INSTRUCTIONS FOR THE TASK.
Please reproduce every entry, keeping each one exact.

EXERCISE DATA.
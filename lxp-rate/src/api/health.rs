//! Health check endpoint

use axum::{extract::State, routing::get, Json, Router};
use chrono::Utc;
use serde::Serialize;

use crate::AppState;

/// Health check response
#[derive(Debug, Serialize)]
pub struct HealthResponse {
    /// "ok", or "degraded" after a remote sink failure
    pub status: String,
    pub module: String,
    pub version: String,
    pub uptime_seconds: u64,
    /// Participant sessions not yet done
    pub active_sessions: usize,
    /// Last remote sink failure, if any
    #[serde(skip_serializing_if = "Option::is_none")]
    pub last_error: Option<String>,
}

/// GET /health
pub async fn health_check(State(state): State<AppState>) -> Json<HealthResponse> {
    let uptime = Utc::now().signed_duration_since(state.startup_time);
    let uptime_seconds = uptime.num_seconds().max(0) as u64;

    let last_error = state.last_error.read().await.clone();
    let active_sessions = state.sessions.read().await.len();

    Json(HealthResponse {
        status: if last_error.is_some() { "degraded" } else { "ok" }.to_string(),
        module: "lxp-rate".to_string(),
        version: env!("CARGO_PKG_VERSION").to_string(),
        uptime_seconds,
        active_sessions,
        last_error,
    })
}

/// Build health check routes
pub fn health_routes() -> Router<AppState> {
    Router::new().route("/health", get(health_check))
}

SOLVED PROBLEM.
filename lxp-rate/src/api/health.rs
//! Health check endpoint

use axum::{extract::State, routing::get, Json, Router};
use chrono::Utc;
use serde::Serialize;

use crate::AppState;

/// Health check response
#[derive(Debug, Serialize)]
pub struct HealthResponse {
    /// "ok", or "degraded" after a remote sink failure
    pub status: String,
    pub module: String,
    pub version: String,
    pub uptime_seconds: u64,
    /// Participant sessions not yet done
    pub active_sessions: usize,
    /// Last remote sink failure, if any
    #[serde(skip_serializing_if = "Option::is_none")]
    pub last_error: Option<String>,
}

/// GET /health
pub async fn health_check(State(state): State<AppState>) -> Json<HealthResponse> {
    let uptime = Utc::now().signed_duration_since(state.startup_time);
    let uptime_seconds = uptime.num_seconds().max(0) as u64;

    let last_error = state.last_error.read().await.clone();
    let active_sessions = state.sessions.read().await.len();

    Json(HealthResponse {
        status: if last_error.is_some() { "degraded" } else { "ok" }.to_string(),
        module: "lxp-rate".to_string(),
        version: env!("CARGO_PKG_VERSION").to_string(),
        uptime_seconds,
        active_sessions,
        last_error,
    })
}

/// Build health check routes
pub fn health_routes() -> Router<AppState> {
    Router::new().route("/health", get(health_check))
}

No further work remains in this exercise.